### Task details
In the records below, how many lines hold the word "they"? Give only the number.

### Given records

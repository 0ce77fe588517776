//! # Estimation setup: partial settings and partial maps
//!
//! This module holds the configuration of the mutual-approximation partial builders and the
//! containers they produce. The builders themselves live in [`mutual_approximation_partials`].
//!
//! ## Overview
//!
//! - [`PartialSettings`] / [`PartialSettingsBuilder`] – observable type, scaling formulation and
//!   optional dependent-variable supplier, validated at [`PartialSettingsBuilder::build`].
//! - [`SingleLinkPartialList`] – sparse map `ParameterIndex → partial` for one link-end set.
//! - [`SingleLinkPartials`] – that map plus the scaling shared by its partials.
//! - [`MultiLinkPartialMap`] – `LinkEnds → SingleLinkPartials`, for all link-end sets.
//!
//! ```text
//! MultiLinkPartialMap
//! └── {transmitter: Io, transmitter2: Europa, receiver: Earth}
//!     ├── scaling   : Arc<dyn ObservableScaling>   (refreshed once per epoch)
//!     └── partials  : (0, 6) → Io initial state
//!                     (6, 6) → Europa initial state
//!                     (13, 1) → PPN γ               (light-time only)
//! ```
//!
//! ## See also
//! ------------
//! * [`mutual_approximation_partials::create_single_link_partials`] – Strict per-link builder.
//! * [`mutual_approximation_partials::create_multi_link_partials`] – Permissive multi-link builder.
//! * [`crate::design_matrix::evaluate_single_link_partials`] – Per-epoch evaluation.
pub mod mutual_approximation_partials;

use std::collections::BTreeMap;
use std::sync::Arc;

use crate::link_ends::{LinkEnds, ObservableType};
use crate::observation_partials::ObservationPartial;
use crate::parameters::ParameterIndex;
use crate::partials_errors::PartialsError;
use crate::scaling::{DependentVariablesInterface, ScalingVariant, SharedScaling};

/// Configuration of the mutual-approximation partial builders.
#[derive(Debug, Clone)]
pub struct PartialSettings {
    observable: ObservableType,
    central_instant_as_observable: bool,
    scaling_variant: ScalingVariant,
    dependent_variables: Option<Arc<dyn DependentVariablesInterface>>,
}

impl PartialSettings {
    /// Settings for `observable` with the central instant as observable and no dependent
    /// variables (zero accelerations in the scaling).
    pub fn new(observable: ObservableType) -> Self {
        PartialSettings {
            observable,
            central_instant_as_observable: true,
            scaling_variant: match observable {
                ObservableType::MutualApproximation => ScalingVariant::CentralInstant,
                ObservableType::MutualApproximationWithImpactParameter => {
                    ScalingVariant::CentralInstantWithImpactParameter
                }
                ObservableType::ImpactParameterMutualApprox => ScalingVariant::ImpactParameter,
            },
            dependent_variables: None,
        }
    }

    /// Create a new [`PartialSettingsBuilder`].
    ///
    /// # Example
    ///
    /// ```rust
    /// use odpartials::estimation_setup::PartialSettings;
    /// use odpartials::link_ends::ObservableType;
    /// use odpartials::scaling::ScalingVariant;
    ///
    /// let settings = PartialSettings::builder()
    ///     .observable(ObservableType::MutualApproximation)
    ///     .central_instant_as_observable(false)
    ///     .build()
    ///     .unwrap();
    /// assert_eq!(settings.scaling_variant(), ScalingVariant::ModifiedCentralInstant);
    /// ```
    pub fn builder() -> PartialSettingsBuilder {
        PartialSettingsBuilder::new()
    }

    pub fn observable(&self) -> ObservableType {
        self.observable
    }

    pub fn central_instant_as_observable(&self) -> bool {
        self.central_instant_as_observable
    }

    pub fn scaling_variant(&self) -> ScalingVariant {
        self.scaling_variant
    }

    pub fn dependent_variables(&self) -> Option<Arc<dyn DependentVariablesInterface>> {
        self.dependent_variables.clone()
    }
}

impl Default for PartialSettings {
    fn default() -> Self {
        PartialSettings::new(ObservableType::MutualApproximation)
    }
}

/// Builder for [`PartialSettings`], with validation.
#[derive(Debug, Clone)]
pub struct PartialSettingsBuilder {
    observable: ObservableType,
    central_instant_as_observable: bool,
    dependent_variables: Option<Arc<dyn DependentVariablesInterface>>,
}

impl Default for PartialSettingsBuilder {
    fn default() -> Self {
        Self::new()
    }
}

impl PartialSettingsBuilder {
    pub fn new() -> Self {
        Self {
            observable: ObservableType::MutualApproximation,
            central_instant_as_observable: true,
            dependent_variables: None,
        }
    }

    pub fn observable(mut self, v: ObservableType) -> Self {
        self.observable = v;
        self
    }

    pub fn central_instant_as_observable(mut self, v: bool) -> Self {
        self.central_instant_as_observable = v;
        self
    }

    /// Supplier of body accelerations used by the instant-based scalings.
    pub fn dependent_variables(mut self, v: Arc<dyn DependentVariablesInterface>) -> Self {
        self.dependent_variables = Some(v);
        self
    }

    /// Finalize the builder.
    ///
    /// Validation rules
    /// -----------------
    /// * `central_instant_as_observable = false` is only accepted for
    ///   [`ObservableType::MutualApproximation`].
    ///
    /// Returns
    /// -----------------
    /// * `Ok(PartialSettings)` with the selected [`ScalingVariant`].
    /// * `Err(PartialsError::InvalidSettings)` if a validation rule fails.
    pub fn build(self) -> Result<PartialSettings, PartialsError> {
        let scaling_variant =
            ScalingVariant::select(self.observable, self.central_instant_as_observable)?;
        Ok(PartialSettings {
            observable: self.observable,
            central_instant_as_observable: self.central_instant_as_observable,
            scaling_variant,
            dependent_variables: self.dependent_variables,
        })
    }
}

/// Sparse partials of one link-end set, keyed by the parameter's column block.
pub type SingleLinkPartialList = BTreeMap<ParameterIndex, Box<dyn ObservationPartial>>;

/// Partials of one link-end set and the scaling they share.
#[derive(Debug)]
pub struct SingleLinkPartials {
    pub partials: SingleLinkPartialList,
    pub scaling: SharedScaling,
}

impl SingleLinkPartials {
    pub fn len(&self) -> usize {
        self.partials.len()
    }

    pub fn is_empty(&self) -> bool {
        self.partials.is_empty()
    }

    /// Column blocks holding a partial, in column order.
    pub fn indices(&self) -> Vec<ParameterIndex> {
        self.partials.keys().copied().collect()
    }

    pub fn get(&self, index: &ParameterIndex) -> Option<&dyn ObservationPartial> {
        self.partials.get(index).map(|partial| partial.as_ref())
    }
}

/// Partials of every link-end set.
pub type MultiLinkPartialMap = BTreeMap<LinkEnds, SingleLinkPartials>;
* * *
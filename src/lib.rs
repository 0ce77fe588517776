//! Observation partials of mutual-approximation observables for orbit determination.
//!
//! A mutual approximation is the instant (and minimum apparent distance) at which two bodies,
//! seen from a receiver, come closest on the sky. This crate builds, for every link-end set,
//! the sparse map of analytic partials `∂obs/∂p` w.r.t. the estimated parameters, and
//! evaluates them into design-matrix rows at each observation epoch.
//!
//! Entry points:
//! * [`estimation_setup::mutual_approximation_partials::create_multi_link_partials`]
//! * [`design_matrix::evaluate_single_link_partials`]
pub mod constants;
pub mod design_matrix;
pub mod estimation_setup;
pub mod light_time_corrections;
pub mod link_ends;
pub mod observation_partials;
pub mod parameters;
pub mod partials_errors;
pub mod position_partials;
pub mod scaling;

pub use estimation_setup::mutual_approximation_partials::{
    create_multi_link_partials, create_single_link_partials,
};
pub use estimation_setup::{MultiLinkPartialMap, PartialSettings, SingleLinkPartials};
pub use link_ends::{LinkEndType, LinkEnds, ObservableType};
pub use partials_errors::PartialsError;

### Task result
2